И вправо, и влево, насколько хватало глаз, тянулось пустое пространство – пни, непроходимые завалы из сосновых ветвей и верхушек, а промеж них молодые двух-трехлетние сосенки и лиственнички. И лишь километрах в трех впереди темнела полоска хвойного леса.
– И не объехать, не пройти, – с сожалением констатировал я. – Такой валежник, что ноги не только коням, себе переломаем.
– Ништяк. Не поломаем, – не согласился со мной самоед. – Кони не дурнее тебя. Вылазь из седла. Отдохнем здесь на опушке, позырим, что в округе творится. Вырубка старая, годка два, как здеся работали, а всяко присмотреться не лишне.
На этот раз мы не стали раскладывать костер. Я размочил брикет концентрата утренним чаем из фляги и, усевшись на пень, занялся истязанием своего желудка. Комяк же, на ходу хрустя сухарем, отправился на разведку. И вернулся довольно скоро.
– Дорога там есть, – доложил он, – по которой лесины таскали. Проедем по ней. А там, глядишь, еще куда выберемся.
– На людей не напоремся?
– А хрена им делать тут, Коста? Делянку выбрали и в другое место свалили, – ответил Комяк. – Правда, вдоль Мезеня дальше посады пойдут. Лесорубы живут там да сплавщики. Но нынче все они на реке, лес до Кослана спускают. В парму и не суются, разве с ружжишком. Да бабы ихние по грибы да по красные ходят. Но оне недалече, бабы-то, возле посадов. Так что, я думаю, никого не встретим мы тут.

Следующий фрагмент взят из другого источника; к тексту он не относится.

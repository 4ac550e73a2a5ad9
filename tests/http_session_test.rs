mod common;

use httpmock::prelude::*;
use reel_relay::adapters::HttpSession;
use reel_relay::config::relay_config::ApiConfig;
use reel_relay::domain::model::{Credentials, DownloadOutcome, LinkList, LoginOutcome};
use reel_relay::domain::ports::{Authenticator, MediaFetcher, Publisher};
use reel_relay::{ChallengeHandler, DownloadAgent, RelayError};
use serde_json::json;
use std::sync::Arc;
use tempfile::TempDir;

fn session_for(server: &MockServer) -> HttpSession {
    let config = ApiConfig {
        base_url: server.base_url(),
        ..ApiConfig::default()
    };
    HttpSession::new(&config).unwrap()
}

fn creds() -> Credentials {
    Credentials::new("source_account", "source_pass")
}

fn mock_login<'a>(server: &'a MockServer, token: &str) -> httpmock::Mock<'a> {
    let token = token.to_string();
    server.mock(move |when, then| {
        when.method(POST)
            .path("/accounts/login")
            .json_body(json!({"username": "source_account", "password": "source_pass"}));
        then.status(200)
            .header("Content-Type", "application/json")
            .json_body(json!({"status": "ok", "session_id": token}));
    })
}

#[tokio::test]
async fn test_login_then_resolve_and_download() {
    let server = MockServer::start();
    let login_mock = mock_login(&server, "tok-1");
    let media_mock = server.mock(|when, then| {
        when.method(GET)
            .path("/media/C3xYz12")
            .header("Authorization", "Bearer tok-1");
        then.status(200).json_body(json!({
            "shortcode": "C3xYz12",
            "caption": "original caption",
            "resources": [
                {"url": "/files/C3xYz12.mp4", "kind": "video"},
                {"url": "/files/cover", "kind": "image"}
            ]
        }));
    });
    let video_mock = server.mock(|when, then| {
        when.method(GET).path("/files/C3xYz12.mp4");
        then.status(200).body("fake video bytes");
    });
    let cover_mock = server.mock(|when, then| {
        when.method(GET).path("/files/cover");
        then.status(200).body("fake jpeg bytes");
    });

    let session = session_for(&server);
    assert_eq!(session.login(&creds()).await.unwrap(), LoginOutcome::LoggedIn);
    assert!(session.is_logged_in());

    let post = session.resolve("C3xYz12").await.unwrap();
    assert_eq!(post.resources.len(), 2);

    let temp_dir = TempDir::new().unwrap();
    session.download(&post, temp_dir.path()).await.unwrap();

    login_mock.assert();
    media_mock.assert();
    video_mock.assert();
    cover_mock.assert();
    assert_eq!(
        std::fs::read(temp_dir.path().join("C3xYz12_1.mp4")).unwrap(),
        b"fake video bytes"
    );
    assert!(temp_dir.path().join("C3xYz12_2.jpg").exists());
    assert_eq!(
        std::fs::read_to_string(temp_dir.path().join("C3xYz12.txt")).unwrap(),
        "original caption"
    );
}

#[tokio::test]
async fn test_challenge_flow() {
    let server = MockServer::start();
    let login_mock = server.mock(|when, then| {
        when.method(POST).path("/accounts/login");
        then.status(400).json_body(json!({
            "status": "fail",
            "message": "challenge_required",
            "challenge_id": "ch-42"
        }));
    });
    let challenge_mock = server.mock(|when, then| {
        when.method(POST)
            .path("/challenge/ch-42")
            .json_body(json!({"code": "123456"}));
        then.status(200)
            .json_body(json!({"status": "ok", "session_id": "tok-after-challenge"}));
    });

    let session = session_for(&server);
    assert_eq!(
        session.login(&creds()).await.unwrap(),
        LoginOutcome::ChallengeRequired
    );
    assert!(!session.is_logged_in());

    session.submit_challenge_code("123456").await.unwrap();

    login_mock.assert();
    challenge_mock.assert();
    assert!(session.is_logged_in());
}

#[tokio::test]
async fn test_bad_credentials() {
    let server = MockServer::start();
    server.mock(|when, then| {
        when.method(POST).path("/accounts/login");
        then.status(400).json_body(json!({
            "status": "fail",
            "message": "The password you entered is incorrect."
        }));
    });

    let session = session_for(&server);
    let result = session.login(&creds()).await;
    assert!(matches!(result, Err(RelayError::AuthenticationFailed { .. })));
}

#[tokio::test]
async fn test_rate_limit_and_expiry_are_classified() {
    let server = MockServer::start();
    mock_login(&server, "tok-1");
    server.mock(|when, then| {
        when.method(GET).path("/media/SLOW");
        then.status(429).json_body(json!({
            "status": "fail",
            "message": "Please wait a few minutes before you try again."
        }));
    });
    server.mock(|when, then| {
        when.method(GET).path("/media/GONE");
        then.status(403)
            .json_body(json!({"status": "fail", "message": "login_required"}));
    });

    let session = session_for(&server);
    session.login(&creds()).await.unwrap();

    assert!(matches!(
        session.resolve("SLOW").await,
        Err(RelayError::RateLimited { .. })
    ));
    assert!(matches!(
        session.resolve("GONE").await,
        Err(RelayError::SessionExpired { .. })
    ));
}

#[tokio::test]
async fn test_requests_before_login_fail_without_network() {
    let server = MockServer::start();
    let media_mock = server.mock(|when, then| {
        when.method(GET).path("/media/ANY");
        then.status(200).json_body(json!({"shortcode": "ANY"}));
    });

    let session = session_for(&server);
    assert!(matches!(
        session.resolve("ANY").await,
        Err(RelayError::SessionExpired { .. })
    ));
    media_mock.assert_hits(0);
}

#[tokio::test]
async fn test_upload_clip_sends_caption_and_file() {
    let server = MockServer::start();
    mock_login(&server, "tok-up");
    let upload_mock = server.mock(|when, then| {
        when.method(POST)
            .path("/clips/upload")
            .header("Authorization", "Bearer tok-up")
            .body_contains("Shared caption #reels")
            .body_contains("clip payload");
        then.status(200)
            .json_body(json!({"status": "ok", "media_id": "3141592653"}));
    });

    let temp_dir = TempDir::new().unwrap();
    let video = temp_dir.path().join("1.mp4");
    std::fs::write(&video, "clip payload").unwrap();

    let session = session_for(&server);
    session.login(&creds()).await.unwrap();
    let media_id = session
        .upload_clip(&video, "Shared caption #reels")
        .await
        .unwrap();

    upload_mock.assert();
    assert_eq!(media_id, "3141592653");
}

#[tokio::test]
async fn test_download_agent_over_http() {
    let server = MockServer::start();
    mock_login(&server, "tok-1");
    server.mock(|when, then| {
        when.method(GET).path("/media/AAA111");
        then.status(200).json_body(json!({
            "shortcode": "AAA111",
            "resources": [{"url": "/files/AAA111.mp4", "kind": "video"}]
        }));
    });
    server.mock(|when, then| {
        when.method(GET).path("/files/AAA111.mp4");
        then.status(200).body("reel one");
    });
    server.mock(|when, then| {
        when.method(GET).path("/media/BBB222");
        then.status(429).body("rate limited");
    });

    let temp_dir = TempDir::new().unwrap();
    let config = common::test_config(temp_dir.path());
    let agent = DownloadAgent::new(
        session_for(&server),
        config.download.clone(),
        Arc::new(common::RecordingPacer::default()),
        ChallengeHandler::new(common::ScriptedPrompt::new(&[]), 1, None),
    );
    let links = LinkList::new(vec![
        "https://www.instagram.com/reel/AAA111/".to_string(),
        "https://www.instagram.com/reel/BBB222/".to_string(),
    ]);

    let report = agent.run(&links).await.unwrap();

    assert_eq!(report.succeeded(), 1);
    assert_eq!(
        report.items[0].1,
        DownloadOutcome::Saved(config.download.output_dir.join("1.mp4"))
    );
    assert_eq!(
        std::fs::read(config.download.output_dir.join("1.mp4")).unwrap(),
        b"reel one"
    );
    assert!(!config.download.temp_dir.exists());
}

– А к реке что, не пойдем?
– К Мезеню-то? Не-е-е… – Комяк уже взгромоздился в седло и дожидался, когда я подтяну подпругу. – Чу! – Он вдруг застыл, привстал в стременах, приложил ладонь к уху. Я насторожился, мне послышался какой-то далекий шум. – Быром в лес!
Два раза приглашать меня не пришлось. Я уже все понял. Вертолет, будь он неладен! Тот ли, наш старый знакомый, или другой? Почтовый или военный? Дружественный нам или враждебный? Не все ли равно? Прятаться, прятаться, прятаться!!! Ни в коем случае не обнаруживать себя перед людьми – основное условие того, что мне удастся в конце концов добраться до малины в Кослане. И соблюдать его, это условие, теперь будет все труднее и труднее с каждым шагом вперед, с каждым последующим часом. Несмотря на оптимистические прогнозы самоеда насчет того, что никого здесь не встретим, я вспоминал рассказы о том, что вдоль Мезеня леспромхоз на леспромхозе, делянка на делянке. Да и вроде бы здесь, как и в Ижме, есть какие-то захудалые зоны. А значит, какой-нибудь местный отдел УИНа. А где УИН, там и геморрои…
Вертолет прошел довольно низко вдоль полосы вырубки, и я определил в нем военный «Ми-8», возможно, тот самый, что мы уже когда-то видели.
– Ищет кого-то, – заключил я. – Возможно, что нас. А может, тех четверых.